Roger Webb climbing the headwall on the North-West Buttress (IV,4) of Beinn a’Mhuinidh. This is probably the first route to be climbed on the summit cliff of the mountain. (Photo Simon Richardson)
On Saturday December 13 Roger Webb and I decided to gamble on the summit cliff of Beinn a’Mhuinidh in the Northern Highlands. We had stared at this NW-facing crag whilst descending Slioch on several occasions, and as far as we knew, nobody had ever visited it before. With a cliff base at 550m it is low-lying, but we were counting on it being blasted free of snow and fully frozen.
Our optimism was misplaced because as we approached the foot of the face through a snow storm the ground was still soft under our feet, and the cliff covered in snow and not as steep as we had hoped. Prospects looked bleak, so whilst Roger sorted the gear, I headed right to look at a steeper looking buttress that was just visible a long way to the right. From underneath I could see that it reared up into a steep headwall. This was excellent news as there would be little reliance on turf, but there was no obvious line and it looked extremely difficult. As I walked back to Roger, I looked back, and through the blowing snow there was a hint of a right-trending diagonal weakness. So perhaps there was a way?
We climbed easy snow and ice up the lower half of the buttress to reach the foot of the headwall. The rock was worryingly compact, there was no belay and failure looked increasingly likely. But sure enough, a hidden gash cut deep into the crag, so I stamped out a platform in the snow and Roger set off up the gash that soon reared up into a steep chimney. Hopeful looking spikes turned out to be rounded and useless, so Roger continued up as we were blinded by yet another snowstorm. On the plus side, the turf was frozen.

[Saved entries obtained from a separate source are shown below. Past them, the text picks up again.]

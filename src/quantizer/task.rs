//! Model task taxonomy.
//!
//! The task defines the model topology used for the export. Caller-facing
//! names are normalized through an alias table before validation.

use serde::{Deserialize, Serialize};

use crate::error::{CuantizarError, Result};

/// Task defining the exported model topology.
#[derive(Clone, Copy, Debug, PartialEq, Eq, Serialize, Deserialize)]
#[serde(rename_all = "kebab-case")]
pub enum Task {
    FeatureExtraction,
    TextGeneration,
    TextGenerationWithPast,
    TextClassification,
    TokenClassification,
    QuestionAnswering,
    FillMask,
    ImageClassification,
    Text2textGeneration,
    ImageToText,
}

impl Task {
    /// Parse a task label, normalizing legacy aliases.
    pub fn parse(name: &str) -> Result<Self> {
        let task = match name {
            "feature-extraction" | "default" => Task::FeatureExtraction,
            "text-generation" | "causal-lm" => Task::TextGeneration,
            "text-generation-with-past" | "causal-lm-with-past" => Task::TextGenerationWithPast,
            "text-classification" | "sequence-classification" => Task::TextClassification,
            "token-classification" => Task::TokenClassification,
            "question-answering" => Task::QuestionAnswering,
            "fill-mask" | "masked-lm" => Task::FillMask,
            "image-classification" => Task::ImageClassification,
            "text2text-generation" | "seq2seq-lm" | "translation" | "summarization" => {
                Task::Text2textGeneration
            }
            "image-to-text" => Task::ImageToText,
            other => {
                return Err(CuantizarError::ConfigValue {
                    field: "task".into(),
                    message: format!("unknown task '{other}'"),
                    suggestion: "Use a task label such as \"text-generation\" or \"text-classification\"".into(),
                })
            }
        };
        Ok(task)
    }

    /// Canonical task label.
    pub fn as_str(&self) -> &'static str {
        match self {
            Task::FeatureExtraction => "feature-extraction",
            Task::TextGeneration => "text-generation",
            Task::TextGenerationWithPast => "text-generation-with-past",
            Task::TextClassification => "text-classification",
            Task::TokenClassification => "token-classification",
            Task::QuestionAnswering => "question-answering",
            Task::FillMask => "fill-mask",
            Task::ImageClassification => "image-classification",
            Task::Text2textGeneration => "text2text-generation",
            Task::ImageToText => "image-to-text",
        }
    }

    /// Whether this is an autoregressive generation task.
    pub fn is_generative(&self) -> bool {
        matches!(self, Task::TextGeneration | Task::TextGenerationWithPast)
    }

    /// Whether the stateful-decoder export optimization applies.
    pub fn supports_stateful(&self) -> bool {
        self.is_generative()
    }

    /// The cache-using variant of a generation task.
    pub fn with_past(self) -> Self {
        match self {
            Task::TextGeneration => Task::TextGenerationWithPast,
            other => other,
        }
    }

    /// Reject tasks this quantization path does not support.
    pub fn ensure_supported(&self) -> Result<()> {
        match self {
            Task::Text2textGeneration => {
                Err(CuantizarError::UnsupportedTask { task: "Seq2Seq".into() })
            }
            Task::ImageToText => Err(CuantizarError::UnsupportedTask { task: "Image2Text".into() }),
            _ => Ok(()),
        }
    }
}

impl std::fmt::Display for Task {
    fn fmt(&self, f: &mut std::fmt::Formatter<'_>) -> std::fmt::Result {
        write!(f, "{}", self.as_str())
    }
}

#[cfg(test)]
mod tests {
    use super::*;

    #[test]
    fn test_parse_canonical_names() {
        assert_eq!(Task::parse("text-generation").unwrap(), Task::TextGeneration);
        assert_eq!(Task::parse("text-classification").unwrap(), Task::TextClassification);
        assert_eq!(Task::parse("feature-extraction").unwrap(), Task::FeatureExtraction);
    }

    #[test]
    fn test_parse_aliases() {
        assert_eq!(Task::parse("causal-lm").unwrap(), Task::TextGeneration);
        assert_eq!(Task::parse("sequence-classification").unwrap(), Task::TextClassification);
        assert_eq!(Task::parse("masked-lm").unwrap(), Task::FillMask);
        assert_eq!(Task::parse("default").unwrap(), Task::FeatureExtraction);
        assert_eq!(Task::parse("seq2seq-lm").unwrap(), Task::Text2textGeneration);
    }

    #[test]
    fn test_parse_unknown_is_config_error() {
        assert!(Task::parse("interpretive-dance").is_err());
    }

    #[test]
    fn test_seq2seq_and_image_to_text_rejected() {
        assert!(Task::Text2textGeneration.ensure_supported().is_err());
        assert!(Task::ImageToText.ensure_supported().is_err());
        assert!(Task::TextGeneration.ensure_supported().is_ok());
        assert!(Task::TextClassification.ensure_supported().is_ok());
    }

    #[test]
    fn test_with_past_only_affects_generation() {
        assert_eq!(Task::TextGeneration.with_past(), Task::TextGenerationWithPast);
        assert_eq!(Task::TextClassification.with_past(), Task::TextClassification);
    }

    #[test]
    fn test_stateful_support() {
        assert!(Task::TextGeneration.supports_stateful());
        assert!(Task::TextGenerationWithPast.supports_stateful());
        assert!(!Task::QuestionAnswering.supports_stateful());
    }

    #[test]
    fn test_display_round_trips() {
        for task in [Task::TextGeneration, Task::FillMask, Task::ImageClassification] {
            assert_eq!(Task::parse(task.as_str()).unwrap(), task);
        }
    }
}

But you should never give up when Scottish winter climbing. When the chimney tightened and steepened, Roger found a crucial cam placement that gave him the confidence to commit to the squeeze section above. After a brief struggle he moved up to a good ledge on the blunt crest of the buttress. When I came up I was concerned about the blank-looking wall above, but miraculously the rock changed at this point from completely unhelpful to cracked and featured. It had stopped snowing too. An excellent pitch linking grooves up the headwall led to easier ground, where Roger bounded along the final easy ridge to the top. All that was left to do was to bag the summit and then descend the long south-easterly slopes back to Incheril.